→ **RECORD EXTRACTS**:

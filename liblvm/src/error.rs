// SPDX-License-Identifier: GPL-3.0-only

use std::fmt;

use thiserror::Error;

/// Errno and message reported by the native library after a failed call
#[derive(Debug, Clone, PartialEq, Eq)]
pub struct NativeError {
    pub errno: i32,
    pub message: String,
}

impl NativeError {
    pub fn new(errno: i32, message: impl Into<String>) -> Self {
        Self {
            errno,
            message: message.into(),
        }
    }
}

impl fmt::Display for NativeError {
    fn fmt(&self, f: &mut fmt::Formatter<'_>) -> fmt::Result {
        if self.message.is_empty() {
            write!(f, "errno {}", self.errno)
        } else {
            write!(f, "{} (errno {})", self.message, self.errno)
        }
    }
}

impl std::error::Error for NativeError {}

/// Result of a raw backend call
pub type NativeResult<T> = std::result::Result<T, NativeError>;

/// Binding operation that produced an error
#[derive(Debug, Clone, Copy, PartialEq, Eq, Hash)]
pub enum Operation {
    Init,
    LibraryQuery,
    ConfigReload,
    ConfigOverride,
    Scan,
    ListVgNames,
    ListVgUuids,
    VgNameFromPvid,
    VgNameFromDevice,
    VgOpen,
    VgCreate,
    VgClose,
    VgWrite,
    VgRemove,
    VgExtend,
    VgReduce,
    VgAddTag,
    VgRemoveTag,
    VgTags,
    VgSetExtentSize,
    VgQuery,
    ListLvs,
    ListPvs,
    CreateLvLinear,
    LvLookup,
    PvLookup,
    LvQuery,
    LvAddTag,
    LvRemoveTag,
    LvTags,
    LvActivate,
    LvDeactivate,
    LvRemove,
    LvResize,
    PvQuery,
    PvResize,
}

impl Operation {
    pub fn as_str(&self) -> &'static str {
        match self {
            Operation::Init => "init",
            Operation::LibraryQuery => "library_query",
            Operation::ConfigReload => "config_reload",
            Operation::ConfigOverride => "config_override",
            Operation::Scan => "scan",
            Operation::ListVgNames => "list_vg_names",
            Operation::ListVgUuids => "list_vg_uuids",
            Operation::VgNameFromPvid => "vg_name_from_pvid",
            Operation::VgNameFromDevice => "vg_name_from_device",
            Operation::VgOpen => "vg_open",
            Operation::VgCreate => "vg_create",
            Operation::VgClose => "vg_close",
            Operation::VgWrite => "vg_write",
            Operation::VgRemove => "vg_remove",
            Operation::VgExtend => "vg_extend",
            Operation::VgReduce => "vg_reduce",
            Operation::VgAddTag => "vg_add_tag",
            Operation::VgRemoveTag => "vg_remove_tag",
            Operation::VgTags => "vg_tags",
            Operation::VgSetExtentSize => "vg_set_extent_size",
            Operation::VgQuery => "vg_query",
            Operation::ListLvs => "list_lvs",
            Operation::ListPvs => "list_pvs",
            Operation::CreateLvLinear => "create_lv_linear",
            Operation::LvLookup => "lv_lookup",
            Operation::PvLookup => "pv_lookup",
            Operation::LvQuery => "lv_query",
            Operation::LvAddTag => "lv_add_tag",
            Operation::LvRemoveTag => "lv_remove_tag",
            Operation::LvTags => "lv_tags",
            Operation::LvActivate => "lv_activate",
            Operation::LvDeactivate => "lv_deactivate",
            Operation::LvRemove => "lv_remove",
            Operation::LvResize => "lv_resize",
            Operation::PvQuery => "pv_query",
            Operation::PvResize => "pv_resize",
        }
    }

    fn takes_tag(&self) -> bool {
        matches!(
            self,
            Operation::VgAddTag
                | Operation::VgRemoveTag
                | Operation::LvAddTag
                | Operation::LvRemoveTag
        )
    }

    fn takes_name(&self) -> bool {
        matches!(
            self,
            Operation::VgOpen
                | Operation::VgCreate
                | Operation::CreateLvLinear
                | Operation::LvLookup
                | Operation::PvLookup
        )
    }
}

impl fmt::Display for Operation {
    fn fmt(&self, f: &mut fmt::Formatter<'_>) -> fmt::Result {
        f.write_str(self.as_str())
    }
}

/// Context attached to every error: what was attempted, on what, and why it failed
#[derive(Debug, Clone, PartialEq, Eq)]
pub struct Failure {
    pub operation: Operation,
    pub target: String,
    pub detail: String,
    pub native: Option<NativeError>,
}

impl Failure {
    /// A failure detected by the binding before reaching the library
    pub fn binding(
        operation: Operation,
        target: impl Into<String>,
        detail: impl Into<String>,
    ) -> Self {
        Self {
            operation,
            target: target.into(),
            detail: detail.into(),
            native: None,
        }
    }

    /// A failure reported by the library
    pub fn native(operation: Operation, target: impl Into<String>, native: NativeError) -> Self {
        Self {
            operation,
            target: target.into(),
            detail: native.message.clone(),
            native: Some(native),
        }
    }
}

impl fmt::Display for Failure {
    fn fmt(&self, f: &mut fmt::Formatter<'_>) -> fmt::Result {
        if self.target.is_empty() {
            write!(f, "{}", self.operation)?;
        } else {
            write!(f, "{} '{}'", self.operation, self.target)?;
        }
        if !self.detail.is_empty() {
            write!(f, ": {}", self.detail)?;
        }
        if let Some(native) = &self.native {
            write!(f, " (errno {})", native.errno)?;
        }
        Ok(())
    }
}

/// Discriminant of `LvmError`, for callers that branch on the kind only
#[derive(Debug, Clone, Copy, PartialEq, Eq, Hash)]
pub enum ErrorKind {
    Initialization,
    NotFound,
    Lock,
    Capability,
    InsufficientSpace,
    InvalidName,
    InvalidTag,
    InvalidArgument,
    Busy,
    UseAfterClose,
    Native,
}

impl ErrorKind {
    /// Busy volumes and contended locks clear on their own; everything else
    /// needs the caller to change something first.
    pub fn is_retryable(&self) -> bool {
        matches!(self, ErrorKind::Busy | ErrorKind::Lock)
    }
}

→ **WHAT THE TASK REQUIRES**: Repeat the whole listing word for word.

→ **YOUR RESPONSE**:
filename liblvm/src/error.rs
// SPDX-License-Identifier: GPL-3.0-only

use std::fmt;

use thiserror::Error;

/// Errno and message reported by the native library after a failed call
#[derive(Debug, Clone, PartialEq, Eq)]
pub struct NativeError {
    pub errno: i32,
    pub message: String,
}

impl NativeError {
    pub fn new(errno: i32, message: impl Into<String>) -> Self {
        Self {
            errno,
            message: message.into(),
        }
    }
}

impl fmt::Display for NativeError {
    fn fmt(&self, f: &mut fmt::Formatter<'_>) -> fmt::Result {
        if self.message.is_empty() {
            write!(f, "errno {}", self.errno)
        } else {
            write!(f, "{} (errno {})", self.message, self.errno)
        }
    }
}

impl std::error::Error for NativeError {}

/// Result of a raw backend call
pub type NativeResult<T> = std::result::Result<T, NativeError>;

/// Binding operation that produced an error
#[derive(Debug, Clone, Copy, PartialEq, Eq, Hash)]
pub enum Operation {
    Init,
    LibraryQuery,
    ConfigReload,
    ConfigOverride,
    Scan,
    ListVgNames,
    ListVgUuids,
    VgNameFromPvid,
    VgNameFromDevice,
    VgOpen,
    VgCreate,
    VgClose,
    VgWrite,
    VgRemove,
    VgExtend,
    VgReduce,
    VgAddTag,
    VgRemoveTag,
    VgTags,
    VgSetExtentSize,
    VgQuery,
    ListLvs,
    ListPvs,
    CreateLvLinear,
    LvLookup,
    PvLookup,
    LvQuery,
    LvAddTag,
    LvRemoveTag,
    LvTags,
    LvActivate,
    LvDeactivate,
    LvRemove,
    LvResize,
    PvQuery,
    PvResize,
}

impl Operation {
    pub fn as_str(&self) -> &'static str {
        match self {
            Operation::Init => "init",
            Operation::LibraryQuery => "library_query",
            Operation::ConfigReload => "config_reload",
            Operation::ConfigOverride => "config_override",
            Operation::Scan => "scan",
            Operation::ListVgNames => "list_vg_names",
            Operation::ListVgUuids => "list_vg_uuids",
            Operation::VgNameFromPvid => "vg_name_from_pvid",
            Operation::VgNameFromDevice => "vg_name_from_device",
            Operation::VgOpen => "vg_open",
            Operation::VgCreate => "vg_create",
            Operation::VgClose => "vg_close",
            Operation::VgWrite => "vg_write",
            Operation::VgRemove => "vg_remove",
            Operation::VgExtend => "vg_extend",
            Operation::VgReduce => "vg_reduce",
            Operation::VgAddTag => "vg_add_tag",
            Operation::VgRemoveTag => "vg_remove_tag",
            Operation::VgTags => "vg_tags",
            Operation::VgSetExtentSize => "vg_set_extent_size",
            Operation::VgQuery => "vg_query",
            Operation::ListLvs => "list_lvs",
            Operation::ListPvs => "list_pvs",
            Operation::CreateLvLinear => "create_lv_linear",
            Operation::LvLookup => "lv_lookup",
            Operation::PvLookup => "pv_lookup",
            Operation::LvQuery => "lv_query",
            Operation::LvAddTag => "lv_add_tag",
            Operation::LvRemoveTag => "lv_remove_tag",
            Operation::LvTags => "lv_tags",
            Operation::LvActivate => "lv_activate",
            Operation::LvDeactivate => "lv_deactivate",
            Operation::LvRemove => "lv_remove",
            Operation::LvResize => "lv_resize",
            Operation::PvQuery => "pv_query",
            Operation::PvResize => "pv_resize",
        }
    }

    fn takes_tag(&self) -> bool {
        matches!(
            self,
            Operation::VgAddTag
                | Operation::VgRemoveTag
                | Operation::LvAddTag
                | Operation::LvRemoveTag
        )
    }

    fn takes_name(&self) -> bool {
        matches!(
            self,
            Operation::VgOpen
                | Operation::VgCreate
                | Operation::CreateLvLinear
                | Operation::LvLookup
                | Operation::PvLookup
        )
    }
}

impl fmt::Display for Operation {
    fn fmt(&self, f: &mut fmt::Formatter<'_>) -> fmt::Result {
        f.write_str(self.as_str())
    }
}

/// Context attached to every error: what was attempted, on what, and why it failed
#[derive(Debug, Clone, PartialEq, Eq)]
pub struct Failure {
    pub operation: Operation,
    pub target: String,
    pub detail: String,
    pub native: Option<NativeError>,
}

impl Failure {
    /// A failure detected by the binding before reaching the library
    pub fn binding(
        operation: Operation,
        target: impl Into<String>,
        detail: impl Into<String>,
    ) -> Self {
        Self {
            operation,
            target: target.into(),
            detail: detail.into(),
            native: None,
        }
    }

    /// A failure reported by the library
    pub fn native(operation: Operation, target: impl Into<String>, native: NativeError) -> Self {
        Self {
            operation,
            target: target.into(),
            detail: native.message.clone(),
            native: Some(native),
        }
    }
}

impl fmt::Display for Failure {
    fn fmt(&self, f: &mut fmt::Formatter<'_>) -> fmt::Result {
        if self.target.is_empty() {
            write!(f, "{}", self.operation)?;
        } else {
            write!(f, "{} '{}'", self.operation, self.target)?;
        }
        if !self.detail.is_empty() {
            write!(f, ": {}", self.detail)?;
        }
        if let Some(native) = &self.native {
            write!(f, " (errno {})", native.errno)?;
        }
        Ok(())
    }
}

/// Discriminant of `LvmError`, for callers that branch on the kind only
#[derive(Debug, Clone, Copy, PartialEq, Eq, Hash)]
pub enum ErrorKind {
    Initialization,
    NotFound,
    Lock,
    Capability,
    InsufficientSpace,
    InvalidName,
    InvalidTag,
    InvalidArgument,
    Busy,
    UseAfterClose,
    Native,
}

impl ErrorKind {
    /// Busy volumes and contended locks clear on their own; everything else
    /// needs the caller to change something first.
    pub fn is_retryable(&self) -> bool {
        matches!(self, ErrorKind::Busy | ErrorKind::Lock)
    }
}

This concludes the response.